My lived experiences as a lifelong learner, mother, daughter and educational leader in Beaverton, Eugene and in Oregon along with my dedication to our students and community, make me uniquely positioned to be your next Beaverton School District Board member for Zone 2. I will hit the ground running during this critical time in our education with a thoughtful and experienced approach that always puts our students first.
Fuhua Xu: My education background and work experience (research scientist, instructor, tutor, board member) make me suitable for this role of supporting the students.
Sunita Garg: I believe my years of experience as an accountant and financial controller will allow me to critically analyze and provide feedback on BSD's budget. I believe that great school board members should attend and actively participate in school board meetings and engage with the local community. In addition, I plan to work closely with students, parents, teachers, and administrators to understand how the school district can best meet their needs. If elected, I look forward to working closely with fellow school board members on these goals.
Saralyn Dougall: Having two Beaverton School District graduates and one more this year, also having children still in the Beaverton schools both in high school and elementary school — I am the best candidate because I am fully immersed in the Beaverton school experience. I have served and will continue to serve my community, friends and family as I give voice to the concerns of the traditional American family.
LeeAnn Larsen: I work with a collaborative spirit and am a good listener and learner. I am committed to public education and have shown my leadership skills over the past 12 years as a board member in Beaverton and as an Oregon School Boards Association board member for seven years. My experience and expertise have prepared me to serve in this role.
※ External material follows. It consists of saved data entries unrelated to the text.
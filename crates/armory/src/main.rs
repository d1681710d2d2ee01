use clap::{Parser, Subcommand};
use std::io::Write;
use std::os::unix::net::UnixStream;

const SOCKET_PATH: &str = "/tmp/armory.sock";

#[derive(Parser, Debug)]
#[command(name = "armory", version, about, long_about = None)]
struct Cli {
    #[command(subcommand)]
    command: Commands,
}

#[derive(Subcommand, Debug, Clone)]
enum Commands {
    /// Highlight the previous weapon
    Prev,
    /// Highlight the next weapon
    Next,
    /// Open a slot, or advance within it if already open
    Slot {
        /// Slot number, 1 to 6
        #[arg(value_parser = clap::value_parser!(u8).range(1..=armory::MAX_SLOTS as i64))]
        number: u8,
    },
    /// Equip the highlighted weapon
    Confirm,
    /// Close the selector
    Cancel,
    /// Spend a round of the equipped weapon
    Fire,
    /// Fill the equipped weapon's magazine
    Refill,
    /// Throw away the equipped weapon
    Drop,
    /// Draw the HUD now
    Status,
    /// Reload the HUD configuration
    Reload,
}

impl Commands {
    fn line(&self) -> String {
        match self {
            Commands::Prev => "prev".into(),
            Commands::Next => "next".into(),
            Commands::Slot { number } => format!("slot {}", number),
            Commands::Confirm => "confirm".into(),
            Commands::Cancel => "cancel".into(),
            Commands::Fire => "fire".into(),
            Commands::Refill => "refill".into(),
            Commands::Drop => "drop".into(),
            Commands::Status => "status".into(),
            Commands::Reload => "reload".into(),
        }
    }
}

fn main() -> anyhow::Result<()> {
    env_logger::init();
    let cli = Cli::parse();

    let line = cli.command.line();
    log::debug!("Sending '{}'", line);
    send_command(&line)
}

fn send_command(cmd: &str) -> anyhow::Result<()> {
    let mut stream = UnixStream::connect(SOCKET_PATH).map_err(|e| {
        anyhow::anyhow!(
            "Failed to connect to armory-hud at {}: {}. Is armory-hud running?",
            SOCKET_PATH,
            e
        )
    })?;

    writeln!(stream, "{}", cmd)?;
    Ok(())
}
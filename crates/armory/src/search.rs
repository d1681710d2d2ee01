//! Cursor movement over a [`WeaponCache`] snapshot.
//!
//! Every walk is bounded: slot searches take at most [`MAX_SLOTS`] steps and
//! weapon searches at most one step per weapon the inventory reported.

use crate::cache::WeaponCache;
use crate::slot::{Direction, MAX_SLOTS, Slot};
use crate::weapon::WeaponRef;

/// Next slot after `start` holding at least one weapon, wrapping around.
/// Returns `start` itself when it is the only occupied slot, and when the
/// cache is empty.
pub fn next_non_empty_slot<W>(cache: &WeaponCache<W>, start: Slot, direction: Direction) -> Slot {
    if cache.is_empty() {
        return start;
    }

    let mut slot = start;
    for _ in 0..MAX_SLOTS {
        slot = slot.step(direction);
        if cache.slot_len(slot) > 0 {
            return slot;
        }
    }
    start
}

/// Moves one weapon from `(slot, position)`, crossing into the neighbouring
/// occupied slot at either end.
fn step<W>(
    cache: &WeaponCache<W>,
    slot: Slot,
    position: usize,
    direction: Direction,
) -> (Slot, usize) {
    match direction {
        Direction::Forward if position < cache.slot_len(slot) => (slot, position + 1),
        Direction::Forward => (next_non_empty_slot(cache, slot, direction), 1),
        Direction::Backward if position > 1 => (slot, position - 1),
        Direction::Backward => {
            let prev = next_non_empty_slot(cache, slot, direction);
            (prev, cache.slot_len(prev))
        }
    }
}

/// Next weapon from `(slot, position)` in `direction`.
///
/// With `skip_empty` set, weapons without ammo are passed over. If every
/// weapon is empty the walk stops after one step per observed weapon,
/// including those dropped for an out-of-range slot, and reports position
/// `0` in the slot it ended in.
pub fn next_weapon<W: WeaponRef>(
    cache: &WeaponCache<W>,
    slot: Slot,
    position: usize,
    direction: Direction,
    skip_empty: bool,
) -> (Slot, usize) {
    if cache.is_empty() {
        return (slot, position);
    }

    let (mut slot, mut position) = (slot, position);
    for _ in 0..cache.observed() {
        (slot, position) = step(cache, slot, position, direction);

        let has_ammo = cache
            .get(slot, position)
            .is_some_and(|weapon| weapon.has_ammo());
        if has_ammo || !skip_empty {
            return (slot, position);
        }
    }

    log::debug!("No weapon with ammo left, slot {} shows empty", slot);
    (slot, 0)
}
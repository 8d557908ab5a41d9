//! Persistent blockchain: block store, tip management, difficulty
//! retargeting, and transaction lookup/signing/verification.
//!
//! Backed by a single sled tree with four key prefixes:
//! `l` → tip hash, `b‖hash` → serialized block, `h‖hash` → 4-byte LE height,
//! `u‖txid` → serialized unspent outputs (maintained by [`crate::utxo`]).
//! Every multi-key mutation goes through one atomic batch; the in-memory tip
//! advances only after the batch lands.

use std::collections::HashMap;
use std::path::Path;
use std::sync::atomic::AtomicBool;

use crate::block::{Block, BlockError};
use crate::codec::CodecError;
use crate::constants;
use crate::crypto::Signer;
use crate::merkle::MerkleError;
use crate::pow::{ProofOfWork, U512};
use crate::transaction::{Transaction, TxError, TxOutputs};
use crate::{Hash, ZERO_HASH};

/// Key of the current tip hash.
const TIP_KEY: &[u8] = b"l";
/// Prefix of block records.
const BLOCK_PREFIX: u8 = b'b';
/// Prefix of height records.
const HEIGHT_PREFIX: u8 = b'h';
/// Prefix of UTXO records.
pub(crate) const UTXO_PREFIX: u8 = b'u';

pub(crate) fn block_key(hash: &Hash) -> Vec<u8> {
    let mut key = Vec::with_capacity(33);
    key.push(BLOCK_PREFIX);
    key.extend_from_slice(hash);
    key
}

fn height_key(hash: &Hash) -> Vec<u8> {
    let mut key = Vec::with_capacity(33);
    key.push(HEIGHT_PREFIX);
    key.extend_from_slice(hash);
    key
}

pub(crate) fn utxo_key(txid: &[u8]) -> Vec<u8> {
    let mut key = Vec::with_capacity(1 + txid.len());
    key.push(UTXO_PREFIX);
    key.extend_from_slice(txid);
    key
}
Ugonna Enyinnaya: My legal training and experience instilled in me strong advocacy skills. If elected, I would advocate for our vulnerable community members and be a voice that will bring representation for our underserved and underrepresented communities.
Editor's note: Due to an editing error, an earlier version of this Q&A transposed candidate Jeanette Schade's responses to the third and fourth questions. The feature has been corrected. Candidate Fuhua Xu did not provide a photo upon request.